1. Ao vivo!

    terça-feira, 5 de junho de 2012

    Primeiro post de verdade no novo blog e me sinto na obrigação de falar sobre uma coisa que tenho notado há algum tempo sobre mim: minha maneira de procurar (e, as vezes, achar) aquela sensação de renovação que um banho demorado de banheira ou um mergulho no mar (adoro!) podem provocar: sentimento de descartar todas as energias ruins e se encher das boas! Enquanto alguns acham esse sentimento em igrejas - lugar que não frequento, mas não condeno -, clubes, praias... eu sou daqueles que o encontram em... shows!
    Não há dúvida: há pouquíssimas situações que conseguem me proporcionar sentimento parecido com o que sinto em um show de uma banda que gosto (nem preciso ser fã!). O motivo eu definitivamente não sei, mas nem preciso. A sensação é tão boa que não merece ser explicada. O importante é que decidi (eu comigo mesma) que esse ano meu lema seria exatamente esse: show.
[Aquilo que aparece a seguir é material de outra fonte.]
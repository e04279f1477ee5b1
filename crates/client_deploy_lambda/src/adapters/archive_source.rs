use std::path::Path;

pub trait ArchiveSource {
    /// Writes the archive at `url` to `destination`, replacing its contents.
    fn download(&self, url: &str, destination: &Path) -> Result<(), String>;
}
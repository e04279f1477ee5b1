//! AWS-oriented adapters and handlers for the client deployment custom resource.
//!
//! This crate owns runtime integration details (the lifecycle handler, the
//! deployment pipeline, and provider adapter seams) and exposes a single
//! runtime module boundary for contract, lifecycle plan, and object key
//! primitives.

pub mod adapters;
pub mod error;
pub mod handlers;
pub mod pipeline;
pub mod runtime;
pub trait CallbackSender {
    /// PUTs `body` to the presigned callback URL and returns the HTTP status.
    fn put(&self, url: &str, body: &[u8]) -> Result<u16, String>;
}
pub const INVALIDATION_COMPLETED: &str = "Completed";

pub trait CdnInvalidator {
    /// Returns the provider's invalidation id.
    fn create_invalidation(
        &self,
        distribution_id: &str,
        paths: &[String],
        caller_reference: &str,
    ) -> Result<String, String>;

    fn invalidation_status(
        &self,
        distribution_id: &str,
        invalidation_id: &str,
    ) -> Result<String, String>;
}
E pretendo levar a sério.


    Dia 11 de Maio fui no show (talvez) mais esperado por mim há muito tempo. A banda? The Kooks. Grupo britânico que faz o típico rock-inglês-meio-pop (denominação criada por mim e sem nenhum embasamento teórico) e que embala minha vida há mais de 3 anos. Muito tempo de ouvinte assídua da banda e até aquele dia, nenhum show. Foi bonito. O show, em si, não é um espetáculo. Na teoria, seria só uma banda, reproduzindo suas músicas para a multidão que paga R$200 para ouví-las. Na prática, é incrivelmente melhor que isso. Ainda bem!
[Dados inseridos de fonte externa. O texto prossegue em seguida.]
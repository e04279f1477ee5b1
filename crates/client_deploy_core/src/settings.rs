use std::path::PathBuf;
use std::time::Duration;

use crate::contract::ValidationError;

pub const DOWNLOAD_URL_VAR: &str = "BRClientDownloadUrl";
pub const TARGET_BUCKET_VAR: &str = "TargetBucketName";
pub const DISTRIBUTION_ID_VAR: &str = "DistributionId";
pub const IDENTITY_POOL_ID_VAR: &str = "CognitoIdentityPoolId";
/// Spelling used by the deployed stack templates.
pub const USER_POOL_ID_VAR: &str = "CongitoUserPoolId";
pub const USER_POOL_ID_VAR_CORRECTED: &str = "CognitoUserPoolId";
pub const USER_POOL_CUSTOM_DOMAIN_VAR: &str = "CognitoUserPoolCustomDomain";
pub const APPLICATION_ID_VAR: &str = "CognitoUserPoolApplicationId";
pub const REGION_VAR: &str = "AWS_REGION";
pub const SCRATCH_DIR_VAR: &str = "CLIENT_SCRATCH_DIR";
pub const UPLOAD_PREFIX_VAR: &str = "CLIENT_UPLOAD_PREFIX";
pub const POLL_INTERVAL_VAR: &str = "INVALIDATION_POLL_INTERVAL_SECS";
pub const MAX_ATTEMPTS_VAR: &str = "INVALIDATION_MAX_ATTEMPTS";

pub const DEFAULT_SCRATCH_DIR: &str = "/tmp/brclient";
pub const DEFAULT_POLL_INTERVAL: Duration = Duration::from_secs(20);
pub const DEFAULT_MAX_ATTEMPTS: u32 = 30;

/// How long to wait for a CDN invalidation to settle.
#[derive(Debug, Clone, Copy, PartialEq, Eq)]
pub struct WaitPolicy {
    pub interval: Duration,
    pub max_attempts: u32,
}

impl Default for WaitPolicy {
    fn default() -> Self {
        Self {
            interval: DEFAULT_POLL_INTERVAL,
            max_attempts: DEFAULT_MAX_ATTEMPTS,
        }
    }
}

/// Environment-sourced parameters, read once per invocation.
#[derive(Debug, Clone, PartialEq, Eq)]
pub struct DeploymentConfig {
    pub download_url: String,
    pub bucket: String,
    pub distribution_id: String,
    pub identity_pool_id: String,
    pub user_pool_id: String,
    pub user_pool_custom_domain: String,
    pub application_id: String,
    pub region: String,
    pub scratch_dir: PathBuf,
    pub upload_prefix: String,
    pub invalidation_wait: WaitPolicy,
}

impl DeploymentConfig {
    pub fn from_env() -> Result<Self, ValidationError> {
        Self::from_lookup(|name| std::env::var(name).ok())
    }

    pub fn from_lookup(lookup: impl Fn(&str) -> Option<String>) -> Result<Self, ValidationError> {
        let optional = |name: &str| {
            lookup(name)
                .map(|value| value.trim().to_string())
                .filter(|value| !value.is_empty())
        };
        let required = |name: &str| optional(name).ok_or_else(|| missing(name));

        let user_pool_id = optional(USER_POOL_ID_VAR)
            .or_else(|| optional(USER_POOL_ID_VAR_CORRECTED))
            .ok_or_else(|| missing(USER_POOL_ID_VAR))?;

        let mut invalidation_wait = WaitPolicy::default();
        if let Some(raw) = optional(POLL_INTERVAL_VAR) {
            let seconds = match raw.parse::<u64>() {
                Ok(value) => value,
                Err(_) => return Err(malformed(POLL_INTERVAL_VAR, "a whole number of seconds")),
            };
            invalidation_wait.interval = Duration::from_secs(seconds);
        }
        if let Some(raw) = optional(MAX_ATTEMPTS_VAR) {
            invalidation_wait.max_attempts = match raw.parse::<u32>() {
                Ok(value) if value > 0 => value,
                _ => return Err(malformed(MAX_ATTEMPTS_VAR, "a positive integer")),
            };
        }

        Ok(Self {
            download_url: required(DOWNLOAD_URL_VAR)?,
            bucket: required(TARGET_BUCKET_VAR)?,
            distribution_id: required(DISTRIBUTION_ID_VAR)?,
            identity_pool_id: required(IDENTITY_POOL_ID_VAR)?,
            user_pool_id,
            user_pool_custom_domain: required(USER_POOL_CUSTOM_DOMAIN_VAR)?,
            application_id: required(APPLICATION_ID_VAR)?,
            region: required(REGION_VAR)?,
            scratch_dir: optional(SCRATCH_DIR_VAR)
                .map(PathBuf::from)
                .unwrap_or_else(|| PathBuf::from(DEFAULT_SCRATCH_DIR)),
            upload_prefix: optional(UPLOAD_PREFIX_VAR).unwrap_or_default(),
            invalidation_wait,
        })
    }
}

fn missing(name: &str) -> ValidationError {
    ValidationError::new(format!("{name} must be configured"))
}

fn malformed(name: &str, expectation: &str) -> ValidationError {
    ValidationError::new(format!("{name} must be {expectation}"))
}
    Já no dia 30 de Maio, foi a vez de presenciar uma situação inédita e talvez única na história da música. A convite da MTV, Wagner Moura junta-se com Dado Villa-Lobos e Marcelo Bonfá a fim de homenagear a tão aclamada banda Legião Urbana em um Tributo.  As criticas ao ator foram inúmeras, assim como à produção do show em geral (problemas com microfone, instrumentos e etc). De verdade? Não tenho palavras. Só quem estava lá sabe como foi. Foram 25 músicas de pura emoção, suor e felicidade. Legião Urbana formou mesmo, com o perdão do trocadilho, uma legião de fãs que mesmo não podendo ver o principal ídolo, Renato Russo, cantou cada música como se essas fossem feitas especialmente para cada um de nós. O maior fã e aquele que mais se emocionou, estava no palco dançando e "endoidando" como a ocasião pedia. Valeu a pena.


    Na mesma semana, na sexta-feira dia 01 de Junho, era a vez de encontrar talvez pela última vez, a banda que de uns tempos pra cá se tornou a minha preferida: Los Hermanos (sim, sou dessas que gosta de bandas depois que eles resolvem parar!). Nessas ocasiões, percebemos como os integrantes da banda gostam de tocar juntos  mesmo separados desde 2007. Amarante, com seu jeito todo rock star meio-bebado, derrubou long neck de cerveja no meio do show, desceu do palco e abraçou fãs. Camelo, meu preferido, apesar de ser um dos mais tímidos, estava visivelmente feliz e na minha opinião foi o que mais curtiu o show. Até sexta-feira, não tinha perebido como o Barba é sorridente, e como ele se diverte com as bobeiras do Amarante durante o show. Bruno Medina, todo sério, representa bem o tipo integrante-empresário da banda e é por meio das palavras dele que ficamos sabendo as novidades.
    Todas as músicas foram tocadas de uma forma muito espontanea e deixando claro como aquele não era só um show, era uma festa! A melhor música, pra mim foi "Tenha dó!", que mesmo sendo do primeiro cd (não considerado um dos melhores) e não sendo uma das minhas preferidas, levantou até o mais monótono dos fãs. E festa que foi, teve seus imprevistos. A acústica do Espaço das Américas não é das melhores, e o Amarante começando antecipadamente uma música e ainda praguejando: Vamos, vamos, po!

    É difícil dizer o que se sente quando finalmente conseguimos ouvir todas as músicas que ouvimos em casa, ao vivo, ao lado de milhares de pessoas que também gostam dessas músicas. Aliás, músicas essas que depois do tão esperado show, não saem da cabeça nem por um milagre. É difícil não chorar nas músicas preferidas, não se emocionar ao ouvir milhares de vozes acompanhando a mesma melodia. Cantá-las, naquele momento, significa muito mais do que no chuveiro ou no quarto. Cada palavra sai como um desabafo e um novo sentido cria-se dentro de nós para cada uma delas.